Guitar experts differ in their recommendations about storing the guitar. If you keep it in its case, it will protect the instrument, but you might be less likely to pick it up for a few spare minutes of practice. If, on the other hand, you have a stand or a wall hanger for your instrument, you can pick it up any time you go through the room. Just keeping the instrument available has helped many people get more minutes of practice in.
If family concerns keep you from finding time to put in a half hour or hour of serious practice, maybe there are ways you can incorporate your guitar practice into your family time. Teach the kids some simple songs and practice playing the guitar while they sing with you. Most modern families don’t have enough time doing things together anyway. Make family music time a priority and you’ll be nurturing relationships while improving your guitar playing skills.
Of course, spare minutes and sing-alongs, while they do make a difference, will never take the place of concentrated practice. Concentrating when you practice, that is, being “all there,” is necessary for acquiring those more demanding skills.
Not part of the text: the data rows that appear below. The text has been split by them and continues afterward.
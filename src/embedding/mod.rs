// Embedding layer: provider boundary, memoizing client, similarity math.

pub mod client;
pub mod provider;

pub use client::{cosine_similarity, EmbeddingClient};
pub use provider::{EmbeddingProvider, OllamaEmbeddingProvider, TaskType};
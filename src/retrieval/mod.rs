// Hybrid retrieval: store boundary, rank fusion, budget trimming.

pub mod hybrid;
pub mod store;

pub use hybrid::{
    HybridRetriever, RankedPassages, RetrievalMethod, ScoredPassage, TRUNCATION_MARKER,
};
pub use store::{KeywordHit, KnowledgeChunk, KnowledgeStore, VectorHit};
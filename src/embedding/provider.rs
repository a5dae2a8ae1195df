// Embedding provider boundary: one designated provider per deployment.
//
// Once a tenant's index is built with vectors of dimension D, every
// later call must produce dimension D. A differently-dimensioned
// fallback provider would silently break downstream distance math, so
// the contract carries a declared dimension and providers are never
// swapped mid-call.

use async_trait::async_trait;
use reqwest::Client;
use serde::Deserialize;
use serde_json::json;
use std::time::Duration;

use crate::errors::{RetrievalError, Result};

/// What the embedding will be used for. Retrieval-tuned models encode
/// queries and documents asymmetrically.
#[derive(Debug, Clone, Copy, PartialEq, Eq, Hash)]
pub enum TaskType {
    Query,
    Document,
}

impl TaskType {
    /// Stable string form, used both as a model prompt prefix and in
    /// cache keys.
    pub fn as_str(&self) -> &'static str {
        match self {
            Self::Query => "search_query",
            Self::Document => "search_document",
        }
    }
}

/// A provider that turns text into a fixed-dimension vector
#[async_trait]
pub trait EmbeddingProvider: Send + Sync {
    /// Embed a single text for the given task
    async fn embed(&self, text: &str, task: TaskType) -> Result<Vec<f32>>;

    /// Output dimension this provider is committed to
    fn dimension(&self) -> usize;

    /// Provider name for logs
    fn name(&self) -> &str;
}

#[derive(Debug, Deserialize)]
struct EmbeddingsResponse {
    embedding: Vec<f32>,
}

/// Embedding provider backed by an Ollama-compatible HTTP API
pub struct OllamaEmbeddingProvider {
    client: Client,
    base_url: String,
    model: String,
    dimension: usize,
}

impl OllamaEmbeddingProvider {
    /// Create a new provider client
    ///
    /// # Arguments
    /// * `base_url` - Base URL of the API (e.g. http://127.0.0.1:11434)
    /// * `model` - Embedding model tag (e.g. "nomic-embed-text")
    /// * `dimension` - Output dimension the model is committed to
    /// * `timeout` - Per-request timeout; a slow provider degrades, never hangs
    pub fn new(base_url: String, model: String, dimension: usize, timeout: Duration) -> Self {
        let client = Client::builder()
            .timeout(timeout)
            .build()
            .expect("Failed to build HTTP client");

        Self {
            client,
            base_url,
            model,
            dimension,
        }
    }

    /// Build the provider straight from deployment configuration
    pub fn from_config(config: &crate::config::EmbeddingConfig) -> Self {
        Self::new(
            config.base_url.clone(),
            config.model.clone(),
            config.dimension,
            Duration::from_secs(config.timeout_secs),
        )
    }
}

#[async_trait]
impl EmbeddingProvider for OllamaEmbeddingProvider {
    async fn embed(&self, text: &str, task: TaskType) -> Result<Vec<f32>> {
        let url = format!("{}/api/embeddings", self.base_url);
        // Nomic-style models expect the task prefix in the prompt itself
        let prompt = format!("{}: {}", task.as_str(), text);

        let response = self
            .client
            .post(&url)
            .json(&json!({ "model": self.model, "prompt": prompt }))
            .send()
            .await?;

        if !response.status().is_success() {
            return Err(RetrievalError::ProviderError {
                provider: self.model.clone(),
                reason: format!("API error: {}", response.status()),
            });
        }

        let parsed: EmbeddingsResponse = response.json().await?;

        if parsed.embedding.len() != self.dimension {
            return Err(RetrievalError::DimensionMismatch {
                expected: self.dimension,
                actual: parsed.embedding.len(),
            });
        }

        Ok(parsed.embedding)
    }

    fn dimension(&self) -> usize {
        self.dimension
    }

    fn name(&self) -> &str {
        &self.model
    }
}

#[cfg(test)]
mod tests {
    use super::*;

    #[test]
    fn test_task_type_strings() {
        assert_eq!(TaskType::Query.as_str(), "search_query");
        assert_eq!(TaskType::Document.as_str(), "search_document");
    }

    #[test]
    fn test_provider_declared_dimension() {
        let provider = OllamaEmbeddingProvider::new(
            "http://127.0.0.1:11434".to_string(),
            "nomic-embed-text".to_string(),
            768,
            Duration::from_secs(10),
        );
        assert_eq!(provider.dimension(), 768);
        assert_eq!(provider.name(), "nomic-embed-text");
    }
}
Take the time to work out those scales and tabs you are interested in. If you attend to the music properly, it will probably be very hard for anyone to distract you while you’re practicing.
If you happen to be a young person who’s reading this, be encouraged! While you’re young is the best time to learn the guitar. Not only are your hands less likely to get tired or cramped and your mind less likely to forget what you learn, you also probably have more spare time than the adults around you. It’s also likely that you have more passion for your chosen music. Use these factors to your advantage. Don’t let yourself get distracted by amusements to the point that you neglect to put the time in practicing. When you are older and loaded with responsibilities, those guitar skills your learning now will still be with you, and will enrich your life.
If this doesn’t describe you, however, and you’re already loaded with responsibilities, it’s not to late to acquire guitar skills. Look on your practice time as a therapeutic break from the routine of life and give yourself permission to enjoy yourself.